Task requirements:
Below are records; count the lines among them that include the string "static", and state only the number.

"""

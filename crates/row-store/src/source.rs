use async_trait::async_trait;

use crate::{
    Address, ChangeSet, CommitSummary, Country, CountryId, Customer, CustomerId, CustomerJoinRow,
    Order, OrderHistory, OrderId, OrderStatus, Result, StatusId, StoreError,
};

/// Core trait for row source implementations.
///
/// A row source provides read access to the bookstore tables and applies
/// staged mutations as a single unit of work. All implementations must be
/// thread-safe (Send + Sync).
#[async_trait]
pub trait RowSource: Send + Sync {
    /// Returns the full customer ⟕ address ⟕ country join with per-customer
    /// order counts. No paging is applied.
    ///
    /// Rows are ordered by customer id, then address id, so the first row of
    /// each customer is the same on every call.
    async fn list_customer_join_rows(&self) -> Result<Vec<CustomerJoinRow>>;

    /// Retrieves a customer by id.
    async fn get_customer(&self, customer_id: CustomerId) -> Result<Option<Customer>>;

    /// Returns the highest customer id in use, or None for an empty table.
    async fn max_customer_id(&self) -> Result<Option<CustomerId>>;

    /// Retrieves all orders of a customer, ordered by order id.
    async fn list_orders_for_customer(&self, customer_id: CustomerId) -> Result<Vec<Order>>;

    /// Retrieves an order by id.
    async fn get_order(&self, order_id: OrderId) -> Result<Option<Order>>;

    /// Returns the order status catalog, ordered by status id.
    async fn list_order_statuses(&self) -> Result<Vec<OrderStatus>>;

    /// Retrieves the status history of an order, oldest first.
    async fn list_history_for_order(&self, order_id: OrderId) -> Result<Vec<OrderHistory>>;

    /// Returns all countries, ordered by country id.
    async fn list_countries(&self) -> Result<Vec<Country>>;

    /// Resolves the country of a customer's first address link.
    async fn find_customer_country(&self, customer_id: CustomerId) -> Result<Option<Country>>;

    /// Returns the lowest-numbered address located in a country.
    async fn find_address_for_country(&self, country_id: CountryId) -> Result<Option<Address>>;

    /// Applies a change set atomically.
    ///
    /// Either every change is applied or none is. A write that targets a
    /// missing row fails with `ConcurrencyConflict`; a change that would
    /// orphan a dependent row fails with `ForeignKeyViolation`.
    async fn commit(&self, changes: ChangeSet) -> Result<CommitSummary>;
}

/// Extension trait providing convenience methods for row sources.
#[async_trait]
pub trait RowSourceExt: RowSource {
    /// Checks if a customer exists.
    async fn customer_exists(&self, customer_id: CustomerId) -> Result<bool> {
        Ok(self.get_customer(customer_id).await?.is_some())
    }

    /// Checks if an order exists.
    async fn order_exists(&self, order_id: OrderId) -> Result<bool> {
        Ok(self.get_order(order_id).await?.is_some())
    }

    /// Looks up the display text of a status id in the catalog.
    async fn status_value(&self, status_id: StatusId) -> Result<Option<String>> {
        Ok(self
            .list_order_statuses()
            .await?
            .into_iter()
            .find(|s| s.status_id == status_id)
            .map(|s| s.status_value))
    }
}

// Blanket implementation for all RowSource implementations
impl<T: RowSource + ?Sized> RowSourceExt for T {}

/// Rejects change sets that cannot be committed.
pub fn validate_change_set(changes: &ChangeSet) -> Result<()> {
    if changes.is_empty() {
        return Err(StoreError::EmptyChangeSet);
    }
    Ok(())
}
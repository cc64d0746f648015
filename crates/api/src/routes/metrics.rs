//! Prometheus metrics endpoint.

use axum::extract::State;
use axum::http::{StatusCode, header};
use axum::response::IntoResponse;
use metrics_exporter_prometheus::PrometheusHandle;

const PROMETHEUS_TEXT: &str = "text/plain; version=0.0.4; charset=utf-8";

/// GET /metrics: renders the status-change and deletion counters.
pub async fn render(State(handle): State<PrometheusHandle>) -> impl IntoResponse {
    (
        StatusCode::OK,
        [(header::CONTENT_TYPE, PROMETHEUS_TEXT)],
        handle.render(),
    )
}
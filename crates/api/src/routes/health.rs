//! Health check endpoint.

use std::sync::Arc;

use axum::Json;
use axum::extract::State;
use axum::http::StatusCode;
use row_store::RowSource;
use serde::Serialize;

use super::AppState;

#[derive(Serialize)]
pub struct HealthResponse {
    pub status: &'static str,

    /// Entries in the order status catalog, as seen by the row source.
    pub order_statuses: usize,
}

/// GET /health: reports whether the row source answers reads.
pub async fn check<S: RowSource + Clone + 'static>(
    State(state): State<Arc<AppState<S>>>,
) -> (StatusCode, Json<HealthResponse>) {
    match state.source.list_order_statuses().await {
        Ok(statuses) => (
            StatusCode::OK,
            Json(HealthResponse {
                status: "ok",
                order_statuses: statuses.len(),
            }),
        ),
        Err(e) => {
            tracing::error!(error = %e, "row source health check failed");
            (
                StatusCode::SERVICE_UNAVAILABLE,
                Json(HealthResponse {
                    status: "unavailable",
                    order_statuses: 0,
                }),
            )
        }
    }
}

"""
"""

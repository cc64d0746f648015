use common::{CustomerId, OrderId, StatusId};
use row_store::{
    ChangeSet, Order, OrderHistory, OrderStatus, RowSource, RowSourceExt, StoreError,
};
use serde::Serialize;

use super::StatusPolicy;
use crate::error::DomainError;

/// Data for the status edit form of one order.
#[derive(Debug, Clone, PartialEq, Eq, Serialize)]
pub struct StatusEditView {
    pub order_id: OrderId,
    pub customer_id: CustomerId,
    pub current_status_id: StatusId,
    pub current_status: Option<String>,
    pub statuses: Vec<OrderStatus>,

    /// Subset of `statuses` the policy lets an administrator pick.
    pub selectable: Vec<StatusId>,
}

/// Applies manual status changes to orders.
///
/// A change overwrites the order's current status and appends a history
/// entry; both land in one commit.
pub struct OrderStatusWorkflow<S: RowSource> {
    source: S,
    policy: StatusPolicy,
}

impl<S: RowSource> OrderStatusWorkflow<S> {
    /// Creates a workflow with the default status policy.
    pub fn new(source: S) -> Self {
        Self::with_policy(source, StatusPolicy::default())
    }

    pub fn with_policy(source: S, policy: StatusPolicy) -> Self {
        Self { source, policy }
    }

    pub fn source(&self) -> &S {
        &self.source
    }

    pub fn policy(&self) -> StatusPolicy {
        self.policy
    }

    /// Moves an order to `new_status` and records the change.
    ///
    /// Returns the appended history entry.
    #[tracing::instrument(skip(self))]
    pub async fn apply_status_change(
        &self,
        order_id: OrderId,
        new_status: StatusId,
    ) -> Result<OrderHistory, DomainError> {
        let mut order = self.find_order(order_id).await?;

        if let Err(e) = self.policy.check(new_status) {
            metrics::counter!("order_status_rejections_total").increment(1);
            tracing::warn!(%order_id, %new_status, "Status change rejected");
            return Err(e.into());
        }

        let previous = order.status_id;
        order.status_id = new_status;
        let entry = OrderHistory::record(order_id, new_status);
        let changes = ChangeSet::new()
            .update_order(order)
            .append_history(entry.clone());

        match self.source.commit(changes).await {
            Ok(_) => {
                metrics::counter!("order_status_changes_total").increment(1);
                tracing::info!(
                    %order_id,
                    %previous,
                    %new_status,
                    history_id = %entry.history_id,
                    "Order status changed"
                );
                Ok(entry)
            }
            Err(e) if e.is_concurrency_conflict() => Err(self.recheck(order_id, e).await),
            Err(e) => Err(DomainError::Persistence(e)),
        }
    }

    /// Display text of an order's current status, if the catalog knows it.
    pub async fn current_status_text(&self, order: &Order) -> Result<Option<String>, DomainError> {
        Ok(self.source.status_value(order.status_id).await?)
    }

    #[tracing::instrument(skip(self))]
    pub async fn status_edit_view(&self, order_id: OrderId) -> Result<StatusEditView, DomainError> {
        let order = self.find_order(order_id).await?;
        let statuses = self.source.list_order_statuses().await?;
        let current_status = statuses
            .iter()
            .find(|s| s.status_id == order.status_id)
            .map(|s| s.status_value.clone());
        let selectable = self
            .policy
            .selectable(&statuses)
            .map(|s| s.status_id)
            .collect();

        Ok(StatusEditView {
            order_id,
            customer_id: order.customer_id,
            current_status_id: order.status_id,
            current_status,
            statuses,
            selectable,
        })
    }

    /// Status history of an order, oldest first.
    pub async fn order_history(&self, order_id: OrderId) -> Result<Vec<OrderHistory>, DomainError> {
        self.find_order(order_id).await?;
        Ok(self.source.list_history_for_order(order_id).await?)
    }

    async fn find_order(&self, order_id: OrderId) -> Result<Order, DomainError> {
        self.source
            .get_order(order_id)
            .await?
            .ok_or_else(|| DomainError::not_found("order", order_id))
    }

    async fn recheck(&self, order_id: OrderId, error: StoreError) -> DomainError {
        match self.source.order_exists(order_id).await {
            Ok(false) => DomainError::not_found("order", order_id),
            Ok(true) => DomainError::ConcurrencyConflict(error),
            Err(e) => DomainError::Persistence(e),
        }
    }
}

"""
"""

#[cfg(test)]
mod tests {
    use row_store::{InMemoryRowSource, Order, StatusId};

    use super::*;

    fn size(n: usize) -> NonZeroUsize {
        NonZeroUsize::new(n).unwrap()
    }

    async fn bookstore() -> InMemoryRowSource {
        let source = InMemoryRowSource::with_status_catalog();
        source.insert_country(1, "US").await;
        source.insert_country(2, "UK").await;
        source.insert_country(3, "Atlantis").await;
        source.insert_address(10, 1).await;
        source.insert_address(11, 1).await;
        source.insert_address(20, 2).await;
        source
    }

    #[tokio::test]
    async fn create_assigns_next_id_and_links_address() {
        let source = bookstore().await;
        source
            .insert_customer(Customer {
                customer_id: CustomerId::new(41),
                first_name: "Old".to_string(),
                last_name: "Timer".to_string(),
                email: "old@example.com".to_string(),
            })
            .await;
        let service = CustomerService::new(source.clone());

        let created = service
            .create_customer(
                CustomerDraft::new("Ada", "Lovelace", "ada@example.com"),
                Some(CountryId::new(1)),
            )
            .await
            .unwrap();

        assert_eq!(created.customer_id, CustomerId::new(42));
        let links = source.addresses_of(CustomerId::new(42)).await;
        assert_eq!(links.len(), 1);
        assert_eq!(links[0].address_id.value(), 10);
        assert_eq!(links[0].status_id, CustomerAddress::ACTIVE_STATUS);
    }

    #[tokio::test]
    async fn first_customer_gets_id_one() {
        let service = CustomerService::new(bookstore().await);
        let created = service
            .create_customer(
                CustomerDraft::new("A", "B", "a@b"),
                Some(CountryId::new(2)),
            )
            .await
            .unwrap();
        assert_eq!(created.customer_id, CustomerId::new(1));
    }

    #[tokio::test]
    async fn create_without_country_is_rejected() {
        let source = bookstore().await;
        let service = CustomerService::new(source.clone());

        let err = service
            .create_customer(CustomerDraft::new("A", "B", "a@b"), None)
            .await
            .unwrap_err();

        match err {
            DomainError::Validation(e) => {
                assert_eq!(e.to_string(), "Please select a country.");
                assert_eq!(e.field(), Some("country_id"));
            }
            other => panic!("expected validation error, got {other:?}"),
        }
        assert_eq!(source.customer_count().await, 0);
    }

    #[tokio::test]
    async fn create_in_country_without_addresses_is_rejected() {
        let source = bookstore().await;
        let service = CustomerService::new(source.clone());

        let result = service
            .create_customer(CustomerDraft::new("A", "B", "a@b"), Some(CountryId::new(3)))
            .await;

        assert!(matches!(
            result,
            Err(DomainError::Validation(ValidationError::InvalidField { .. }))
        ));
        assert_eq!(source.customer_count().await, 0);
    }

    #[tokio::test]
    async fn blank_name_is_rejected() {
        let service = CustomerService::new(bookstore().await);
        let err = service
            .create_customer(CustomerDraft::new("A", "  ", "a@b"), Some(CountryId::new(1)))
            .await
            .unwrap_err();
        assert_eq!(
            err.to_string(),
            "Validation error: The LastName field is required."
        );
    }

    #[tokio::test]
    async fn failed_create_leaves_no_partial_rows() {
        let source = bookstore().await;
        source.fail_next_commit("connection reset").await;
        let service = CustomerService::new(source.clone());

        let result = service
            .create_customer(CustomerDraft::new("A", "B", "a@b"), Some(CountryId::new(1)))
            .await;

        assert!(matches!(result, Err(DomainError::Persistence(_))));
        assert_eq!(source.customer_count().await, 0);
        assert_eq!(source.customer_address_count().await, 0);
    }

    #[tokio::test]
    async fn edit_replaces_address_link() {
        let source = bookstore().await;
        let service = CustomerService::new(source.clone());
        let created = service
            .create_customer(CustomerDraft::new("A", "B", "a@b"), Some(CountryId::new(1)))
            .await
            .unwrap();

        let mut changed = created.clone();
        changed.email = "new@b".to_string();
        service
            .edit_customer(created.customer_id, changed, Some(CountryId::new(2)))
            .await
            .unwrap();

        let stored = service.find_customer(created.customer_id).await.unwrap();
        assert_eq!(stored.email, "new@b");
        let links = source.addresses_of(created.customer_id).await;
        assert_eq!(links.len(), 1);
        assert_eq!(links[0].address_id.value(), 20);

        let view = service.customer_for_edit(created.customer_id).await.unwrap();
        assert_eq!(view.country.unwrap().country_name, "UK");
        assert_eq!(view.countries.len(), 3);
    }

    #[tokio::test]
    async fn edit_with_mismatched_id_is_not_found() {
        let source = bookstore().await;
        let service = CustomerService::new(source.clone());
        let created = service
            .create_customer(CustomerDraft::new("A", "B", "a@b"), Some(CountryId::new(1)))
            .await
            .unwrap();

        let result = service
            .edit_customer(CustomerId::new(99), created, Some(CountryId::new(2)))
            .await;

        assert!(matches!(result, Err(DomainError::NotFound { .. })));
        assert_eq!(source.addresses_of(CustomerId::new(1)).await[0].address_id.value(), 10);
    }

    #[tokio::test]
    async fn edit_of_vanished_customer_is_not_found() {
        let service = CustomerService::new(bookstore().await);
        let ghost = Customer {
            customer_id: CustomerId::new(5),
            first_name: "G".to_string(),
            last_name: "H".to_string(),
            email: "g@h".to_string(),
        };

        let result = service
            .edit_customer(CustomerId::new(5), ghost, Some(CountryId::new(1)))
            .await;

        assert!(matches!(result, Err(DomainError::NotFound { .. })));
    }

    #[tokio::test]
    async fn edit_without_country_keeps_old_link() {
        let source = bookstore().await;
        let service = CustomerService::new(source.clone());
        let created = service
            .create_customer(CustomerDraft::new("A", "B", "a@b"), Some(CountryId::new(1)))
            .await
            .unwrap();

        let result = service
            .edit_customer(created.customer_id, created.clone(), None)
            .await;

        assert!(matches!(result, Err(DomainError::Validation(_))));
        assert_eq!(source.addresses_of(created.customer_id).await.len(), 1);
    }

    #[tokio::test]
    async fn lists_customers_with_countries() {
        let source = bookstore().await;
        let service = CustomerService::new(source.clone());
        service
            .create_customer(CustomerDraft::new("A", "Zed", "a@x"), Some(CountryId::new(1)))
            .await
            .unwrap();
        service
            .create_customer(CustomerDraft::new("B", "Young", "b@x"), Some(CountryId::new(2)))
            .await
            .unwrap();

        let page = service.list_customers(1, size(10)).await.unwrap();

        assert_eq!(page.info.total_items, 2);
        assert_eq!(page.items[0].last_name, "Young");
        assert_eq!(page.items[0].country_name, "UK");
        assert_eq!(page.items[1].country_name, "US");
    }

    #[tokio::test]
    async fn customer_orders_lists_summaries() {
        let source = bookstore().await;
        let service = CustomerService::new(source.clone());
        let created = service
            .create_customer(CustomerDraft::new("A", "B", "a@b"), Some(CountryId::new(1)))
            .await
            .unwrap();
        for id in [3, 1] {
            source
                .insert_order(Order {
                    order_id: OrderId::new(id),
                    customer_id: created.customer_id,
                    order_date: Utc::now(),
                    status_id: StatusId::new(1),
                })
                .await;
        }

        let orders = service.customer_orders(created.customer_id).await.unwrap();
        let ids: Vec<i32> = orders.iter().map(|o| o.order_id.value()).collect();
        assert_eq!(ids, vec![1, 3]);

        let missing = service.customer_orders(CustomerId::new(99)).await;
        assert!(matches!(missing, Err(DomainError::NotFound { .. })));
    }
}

"""

Written solution:
2